If you worry about "staying ahead of generative AI" in it's current state, then I think you are not a good coder and you should learn more instead of worrying about that.
LLMs are only good in writing new code without surrounding context. They are pretty useless in legacy codebases and in codebases with a lot of internal solutions. I've used Copilot for 2 months at work and maybe 10% of suggestions were useful, and from that 10% maybe 10% did not contain bugs.
> then I think you are not a good coder and you should learn more instead of worrying about that
I am not sure if its that simple and/or so black and white. Everyone is bad when they start, and even stay okay for a while. So fear is very rational, the fear of getting replaced by someone or something better is very humble. No matter how good or bad one is, theres always someone better than them.
I think for most people its smart to adapt to using AI in their workflows to make them better and more efficient, so I think everyone benefits from learning no matter what skill level they are on.
> I think for most people its smart to adapt to using AI in their workflows to make them better and more efficient
It probably is smart to try out and test everything for a while to see if it is an actual improvement or not.
What I have a serious problem with is the proposal that this now needs to be part of a workflow when it actually doesn't improve anything.
Generative AI in its current form may be helpful in some cases and unhelpful in others. Plenty of examples are mentioned in the context of the other comments.
I agree that the parent statement "then I think you are not a good coder" is a somewhat dangerous overgeneralization.
> What I have a serious problem with is the proposal that this now needs to be part of a workflow when it actually doesn't improve anything.
Yes, forcing it in the workflow might be bad for personal growth and overall culture.
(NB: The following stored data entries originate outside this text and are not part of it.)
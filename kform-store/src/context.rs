//! Scope-aware context handed down to nested components.

use crate::error::StoreResult;
use crate::store::Store;
use kform_types::{Action, ScopePath, SharedReducer};
use serde::Serialize;
use serde_json::Value;

/// A store handle bound to one scope of the state tree.
///
/// Nested components derive their own scope with [`ScopeContext::child`],
/// appending one segment (a field id or a mount-position id).
#[derive(Debug, Clone)]
pub struct ScopeContext {
    store: Store,
    scope: ScopePath,
}

impl ScopeContext {
    /// Creates a context for `scope`.
    pub fn new(store: Store, scope: ScopePath) -> Self {
        Self { store, scope }
    }

    /// Context addressing the whole state tree.
    pub fn root(store: Store) -> Self {
        Self::new(store, ScopePath::root())
    }

    /// The underlying store.
    pub fn store(&self) -> &Store {
        &self.store
    }

    /// The scope of this context.
    pub fn scope(&self) -> &ScopePath {
        &self.scope
    }

    /// Context for a nested scope one segment deeper.
    #[must_use]
    pub fn child(&self, segment: impl Into<String>) -> Self {
        Self::new(self.store.clone(), self.scope.child(segment))
    }

    /// Dispatches an action addressed at this scope.
    pub fn dispatch(&self, kind: impl Into<String>, payload: Value) -> usize {
        self.store
            .dispatch(Action::scoped(self.scope.clone(), kind).with_payload(payload))
    }

    /// Dispatches a typed message addressed at this scope.
    pub fn dispatch_message<T: Serialize>(&self, message: &T) -> StoreResult<usize> {
        self.store.dispatch_message(self.scope.clone(), message)
    }

    /// State stored at this scope, if materialized.
    pub fn select(&self) -> Option<Value> {
        self.store.select(&self.scope)
    }

    /// Registers `reducer` as the owner of this scope.
    pub fn assoc_reducer(&self, reducer: SharedReducer) -> StoreResult<()> {
        self.store.assoc_reducer(self.scope.clone(), reducer)
    }

    /// Unregisters the owner of this scope.
    pub fn dissoc_reducer(&self) -> bool {
        self.store.dissoc_reducer(&self.scope)
    }
}
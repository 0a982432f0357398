//! Field derivation.
//!
//! Turns schema + model into what the rendering layer paints: the visible
//! fields, grouped, each with its resolved value, display value, error and
//! props. Also resolves raw input into the value to commit.

use crate::model::FormModel;
use crate::validation::{resolve_error, FieldError};
use kform_model::{ChangeContext, FieldSchema, FieldTypeRegistry, FormSchema, InputKind};
use kform_types::ScopePath;
use serde::Serialize;
use serde_json::{Map, Value};
use std::collections::BTreeMap;
use std::sync::Arc;

/// Fields whose `visible` predicate holds for the committed values, in
/// schema order.
pub fn visible_fields(schema: &FormSchema, model: &FormModel) -> Vec<Arc<FieldSchema>> {
    schema
        .iter()
        .filter(|field| field.is_visible(&model.fields))
        .cloned()
        .collect()
}

/// Memoized [`visible_fields`].
///
/// Keyed by the schema generation and the model revision; recomputes only
/// when either changes.
#[derive(Debug, Default)]
pub struct VisibleFieldsCache {
    key: Option<(u64, u64)>,
    fields: Vec<Arc<FieldSchema>>,
    computations: u64,
}

impl VisibleFieldsCache {
    pub fn new() -> Self {
        Self::default()
    }

    pub fn get(&mut self, schema: &FormSchema, model: &FormModel) -> &[Arc<FieldSchema>] {
        let key = (schema.generation(), model.revision);
        if self.key != Some(key) {
            self.fields = visible_fields(schema, model);
            self.key = Some(key);
            self.computations += 1;
        }
        &self.fields
    }

    /// Drops the cached result.
    pub fn invalidate(&mut self) {
        self.key = None;
    }

    /// How many times the visible set was computed.
    pub fn computations(&self) -> u64 {
        self.computations
    }
}

/// Everything the rendering layer needs for one field.
#[derive(Debug, Clone, PartialEq, Serialize)]
#[serde(rename_all = "camelCase")]
pub struct FieldDescriptor {
    pub id: String,
    /// Control id, `<formName>-<fieldId>`.
    pub input_id: String,
    pub title: String,
    pub field_type: String,
    pub input: InputKind,
    /// Raw input while debouncing, committed value otherwise.
    pub value: Value,
    /// Raw input while debouncing, formatted committed value otherwise.
    pub display_value: Value,
    pub error: Option<String>,
    pub props: Map<String, Value>,
    /// Scope of the field's own sub-state, for composite fields.
    pub scope: Option<ScopePath>,
}

/// Inputs for building [`FieldDescriptor`]s.
#[derive(Debug, Clone, Copy)]
pub struct FieldView<'a> {
    pub form_name: &'a str,
    pub scope: &'a ScopePath,
    pub model: &'a FormModel,
    pub types: &'a FieldTypeRegistry,
    pub errors: &'a [FieldError],
    pub args: &'a Value,
}

impl FieldView<'_> {
    pub fn descriptor(&self, field: &FieldSchema) -> FieldDescriptor {
        let kind = self.types.resolve(field);
        let committed = self.model.fields.get(&field.id).cloned().unwrap_or(Value::Null);
        let (value, display_value) = match self.model.raw.get(&field.id) {
            Some(raw) if self.model.is_debouncing(&field.id) => (raw.clone(), raw.clone()),
            _ => {
                let display = field.format_value(&committed);
                (committed, display)
            }
        };
        let entry = self.errors.iter().find(|e| e.id == field.id);
        FieldDescriptor {
            id: field.id.clone(),
            input_id: format!("{}-{}", self.form_name, field.id),
            title: field.title.clone(),
            field_type: field.type_tag().to_string(),
            input: kind.input,
            value,
            display_value,
            error: resolve_error(self.model, entry),
            props: field.extra_props(self.args),
            scope: kind.has_reducer().then(|| self.scope.child(field.id.as_str())),
        }
    }

    /// Descriptors partitioned by group, schema order within a group.
    pub fn grouped(&self, visible: &[Arc<FieldSchema>]) -> BTreeMap<String, Vec<FieldDescriptor>> {
        let mut groups: BTreeMap<String, Vec<FieldDescriptor>> = BTreeMap::new();
        for field in visible {
            groups
                .entry(field.group_name().to_string())
                .or_default()
                .push(self.descriptor(field));
        }
        groups
    }
}

/// A raw event from an input control.
#[derive(Debug, Clone, PartialEq)]
pub enum InputEvent {
    /// Text typed into a control.
    Text(String),
    /// Checked state of a checkbox.
    Checked(bool),
    /// A value supplied directly (pickers, composite controls).
    Value(Value),
}

impl InputEvent {
    /// The value the control reports, given its input kind.
    pub fn normalize(self, input: InputKind) -> Value {
        match (input, self) {
            (_, Self::Checked(checked)) => Value::Bool(checked),
            (InputKind::Checkbox, Self::Text(text)) => {
                Value::Bool(matches!(text.as_str(), "true" | "on"))
            }
            (_, Self::Text(text)) => Value::String(text),
            (_, Self::Value(value)) => value,
        }
    }
}

/// Runs `parse` and then the `on_change` interceptor over a raw value.
pub fn resolve_value(field: &FieldSchema, model: &FormModel, args: &Value, raw: Value) -> Value {
    let parsed = field.parse_value(raw);
    match &field.on_change {
        Some(on_change) => {
            let ctx = ChangeContext {
                value: parsed.clone(),
                args,
                fields: &model.fields,
            };
            on_change(&ctx).unwrap_or(parsed)
        }
        None => parsed,
    }
}

/// True when `value` differs from the committed value of `id`.
pub fn needs_commit(model: &FormModel, id: &str, value: &Value) -> bool {
    model.fields.get(id) != Some(value)
}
I think in any form using it alongside you workflow is helping, it saves a lot of time and also helps decreasing cognitive load as one can forget about the commonly used code snippets and boilerplate code and focus on important aspects of the code.
> I think in any form using it alongside you workflow is helping
No, it is not. It can confuse and mislead you which wastes a lot of time. I lost multiple hours on different occasions figuring out subtle mistakes that it had made. It's sometimes harder (and slower) to understand someone else's code than writing the code yourself completely from scratch.
Also, if you aren't working alone, be prepared to answer code review questions on code that you haven't written. GPT is not going to take any responsibility for what it outputs. It often begins its answers to review questions with "Apologies for the oversight" followed by a revised version of the previous output.
The people I work with are used to me providing PRs that don't contain stupid mistakes. So in order to guarantee for that, I usually have to do a full blown quality control on every GPT output that I use. It can still be a time saver, but not really a significant one usually. I am still learning how to distinguish the cases in which it is not even a good idea to involve it and when it can be somewhat trusted. Seems to be highly dependent on the amount of training data in the particular problem domain and programming language.
I didn't mean that using it alongside means blindly trusting it.
I think its far quick to read the code than write those 15 lines of code generally, especially for those type of code snippets. It also is a less stressful and takes very little mental energy to do so (if you already are familiar with the language and codebase)
> I am still learning how to distinguish the cases in which it is not even a good idea to involve it and when it can be somewhat trusted.
Interesting, can comments of that code block being generated by some AI tool be more helpful in your case? Sure it generally isn't' that nuanced and mostly isn't in isolation but labeling the major parts of code like generated data structures, generated functions might be easier to deal with.
LLMs are only good in writing new code without surrounding context. They are pretty useless in legacy codebases and in codebases with a lot of internal solutions. I've used Copilot for 2 months at work and maybe 10% of suggestions were useful, and from that 10% maybe 10% did not contain bugs.